From Taking Liberties:
We’ve said many times and I’ll say it again, smokers are voters too.
The problem is, relatively few people vote for a candidate on the basis of a single issue, especially in a general election. That’s why single issue candidates (including former directors of Forest!) invariably lose their deposits.
Anti-smoking policies may annoy and even anger millions of people but they don’t affect the outcome of elections. That appears to be the view of strategists like Lynton Crosby and it’s hard to disagree with their analysis.
There are several reasons for this. One, smokers are a minority of the population. Two, even smokers (the majority of them anyway) have other priorities – the economy, the NHS, immigration, all the usual issues.
I’m sure he’s right about that last point. But I’d explain it slightly differently.
I think that how much smoking bans matter to smokers is largely determined by how adversely smokers are affected by them.

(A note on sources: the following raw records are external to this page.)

//! Insight generation.
//!
//! One chat-completions request per invocation. There is no retry here: the
//! poller or a manual refresh decides whether to ask again.

use async_trait::async_trait;
use reqwest::Client;
use serde::{Deserialize, Serialize};

use crate::{
    config, debug,
    error::{ConfigError, GenerationError},
    types::InsightKey,
};

/// Produces descriptive text about a track.
#[async_trait]
pub trait InsightGenerator: Send + Sync {
    async fn generate(&self, key: &InsightKey) -> Result<String, GenerationError>;
}

const SYSTEM_PROMPT: &str =
    "You are a knowledgeable music expert who provides interesting insights about songs.";

/// Request text sent for `key`.
pub fn build_prompt(key: &InsightKey) -> String {
    format!(
        "Find information about this music track {track} - {artist} {album}, look for the following information:

1. Song details:
    What is this song about?
    Is there a general topic of the whole album?
    Provide full quotes to better describe the plot and set the context.

2. Analyze the musical part, highlight features.
3. Analyze the album cover picture.
4. Find information about the album:
    Is there a story related to writing the song or the album?
    Is there an influence of this song or the album?

5. Provide up to 3 related songs or albums you suggest to listen to after this one.",
        track = key.track,
        artist = key.artist,
        album = key.album,
    )
}

#[derive(Debug, Serialize)]
struct ChatRequest<'a> {
    model: &'a str,
    messages: Vec<ChatMessage<'a>>,
    max_tokens: u32,
}

#[derive(Debug, Serialize)]
struct ChatMessage<'a> {
    role: &'a str,
    content: &'a str,
}

#[derive(Debug, Deserialize)]
struct ChatResponse {
    #[serde(default)]
    choices: Vec<ChatChoice>,
}

#[derive(Debug, Deserialize)]
struct ChatChoice {
    message: ChatChoiceMessage,
}

#[derive(Debug, Deserialize)]
struct ChatChoiceMessage {
    #[serde(default)]
    content: Option<String>,
}

#[derive(Debug, Deserialize)]
struct ApiErrorResponse {
    error: ApiErrorBody,
}

#[derive(Debug, Deserialize)]
struct ApiErrorBody {
    message: String,
}

/// Chat-completions client.
pub struct OpenAiGenerator {
    client: Client,
    api_url: String,
    api_key: Option<String>,
    model: String,
    max_tokens: u32,
}

impl OpenAiGenerator {
    pub fn new(api_url: String, api_key: Option<String>, model: String, max_tokens: u32) -> Self {
        OpenAiGenerator {
            client: Client::new(),
            api_url,
            api_key,
            model,
            max_tokens,
        }
    }

    /// Builds the generator from configuration.
    ///
    /// A missing API key does not fail here; every generation then reports
    /// [`GenerationError::Config`] instead.
    pub fn from_env() -> Self {
        Self::new(
            config::openai_api_url(),
            config::openai_api_key().ok(),
            config::openai_model(),
            config::openai_max_tokens(),
        )
    }
}

#[async_trait]
impl InsightGenerator for OpenAiGenerator {
    async fn generate(&self, key: &InsightKey) -> Result<String, GenerationError> {
        let Some(api_key) = &self.api_key else {
            return Err(ConfigError::Missing("OPENAI_API_KEY").into());
        };

        let prompt = build_prompt(key);
        let request = ChatRequest {
            model: &self.model,
            messages: vec![
                ChatMessage {
                    role: "system",
                    content: SYSTEM_PROMPT,
                },
                ChatMessage {
                    role: "user",
                    content: &prompt,
                },
            ],
            max_tokens: self.max_tokens,
        };

        debug!(
            "Requesting insight for {} - {} ({})",
            key.track, key.artist, key.album
        );
        let res = self
            .client
            .post(&self.api_url)
            .bearer_auth(api_key)
            .json(&request)
            .send()
            .await?;

        let status = res.status();
        if !status.is_success() {
            let body = res.text().await.unwrap_or_default();
            let message = serde_json::from_str::<ApiErrorResponse>(&body)
                .map(|e| e.error.message)
                .unwrap_or_else(|_| status.to_string());
            return Err(GenerationError::Api {
                status: status.as_u16(),
                message,
            });
        }

        let response = res.json::<ChatResponse>().await?;
        response
            .choices
            .into_iter()
            .next()
            .and_then(|choice| choice.message.content)
            .filter(|content| !content.trim().is_empty())
            .ok_or(GenerationError::EmptyResponse)
    }
}
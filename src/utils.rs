use base64::{Engine, engine::general_purpose::URL_SAFE_NO_PAD};
use rand::{Rng, distr::Alphanumeric};
use sha2::{Digest, Sha256};

/// PKCE code verifier of 128 alphanumeric characters.
pub fn generate_code_verifier() -> String {
    rand::rng()
        .sample_iter(&Alphanumeric)
        .take(128)
        .map(char::from)
        .collect()
}

/// S256 challenge for `verifier`.
///
/// # Example
///
/// ```
/// use trackteller::utils::generate_code_challenge;
///
/// let challenge = generate_code_challenge("verifier");
/// assert_eq!(challenge.len(), 43);
/// assert!(!challenge.contains('='));
/// ```
pub fn generate_code_challenge(verifier: &str) -> String {
    let hash = Sha256::digest(verifier.as_bytes());
    URL_SAFE_NO_PAD.encode(hash)
}

/// Random anti-CSRF nonce: 16 bytes, base64url without padding (22 chars).
pub fn generate_state() -> String {
    let random_bytes: [u8; 16] = rand::rng().random();
    URL_SAFE_NO_PAD.encode(random_bytes)
}

/// Formats a duration in milliseconds as `m:ss`.
pub fn format_duration(milliseconds: u64) -> String {
    let total_seconds = milliseconds / 1000;
    format!("{}:{:02}", total_seconds / 60, total_seconds % 60)
}

/// Shortens `text` to at most `max` characters, marking the cut with `…`.
pub fn truncate(text: &str, max: usize) -> String {
    let single_line = text.split_whitespace().collect::<Vec<&str>>().join(" ");
    if single_line.chars().count() <= max {
        return single_line;
    }
    let mut cut: String = single_line.chars().take(max.saturating_sub(1)).collect();
    cut.push('…');
    cut
}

I’ve always imagined, for example, that if you were a wealthy smoker who mostly entertained and smoked at home, a smoking ban would probably have very little impact on you. And in fact, you might even find your social life busier than before, as smokers gravitate to your welcoming home.
Equally, if you weren’t rich, but most of your friends were smokers, and you were all “exiled to the outdoors” together, there’s probably be a considerable camaraderie, a bit like wartime in the trenches: “All in it together.” And they could always smoke round at each others’ homes.
But in my own case, when I’d been primarily using pubs and restaurants as social hubs, being “exiled to the outdoors” amounted to being more or less expelled from society. Particularly since I had relatively few smoking friends remaining (as I was describing yesterday) among a long term circle of friends who’d gradually been becoming antismokers.
I see smoking bans as natural disasters a bit like Swiss snow slides. When they hit the sleeping hamlet in the mountains, they miss lots of buildings completely, damage quite a few others, and bury other houses completely (along with their occupants). For many people (in fact most people), the avalanche has little or no effect, and their lives go on as normal. For others, it’s a bit of a disaster, which shakes them up badly, but from which they recover sooner or later. But for others, it’s pretty much the end of their lives, and nothing else matters to them. And which category anyone falls into is almost entirely a matter of luck.
How angry smokers get depends on how adversely they’re affected. The kind of public smoking bans that are common more or less everywhere in the world don’t affect many smokers very adversely (except perhaps in places like Russia, where being “exiled to the outdoors” may be a death sentence). But if indoor smoking bans are extended to the outdoors (as is happening more and more), then a lot more smokers will be very adversely affected. And if home smoking bans are introduced, so you can’t even smoke in your own home, more or less all smokers will be very adversely affected, including the rich ones. And they’d all be up in arms.
For example, when the Islamic State in Iraq started employing their usual brutal methods against smokers, it’s most likely that all Iraqi smokers felt equally threatened, and equally enraged. And since in those countries smokers are a far higher proportion of the population than in the UK (50% or more), the Islamic State probably found that it had thoroughly alienated a substantial proportion of the population, and so backtracked.
So the more antismokers intensify their war on smokers – and They Never Stop – the more that smokers will start seeing smoking as a Single Issue which matters more than anything else.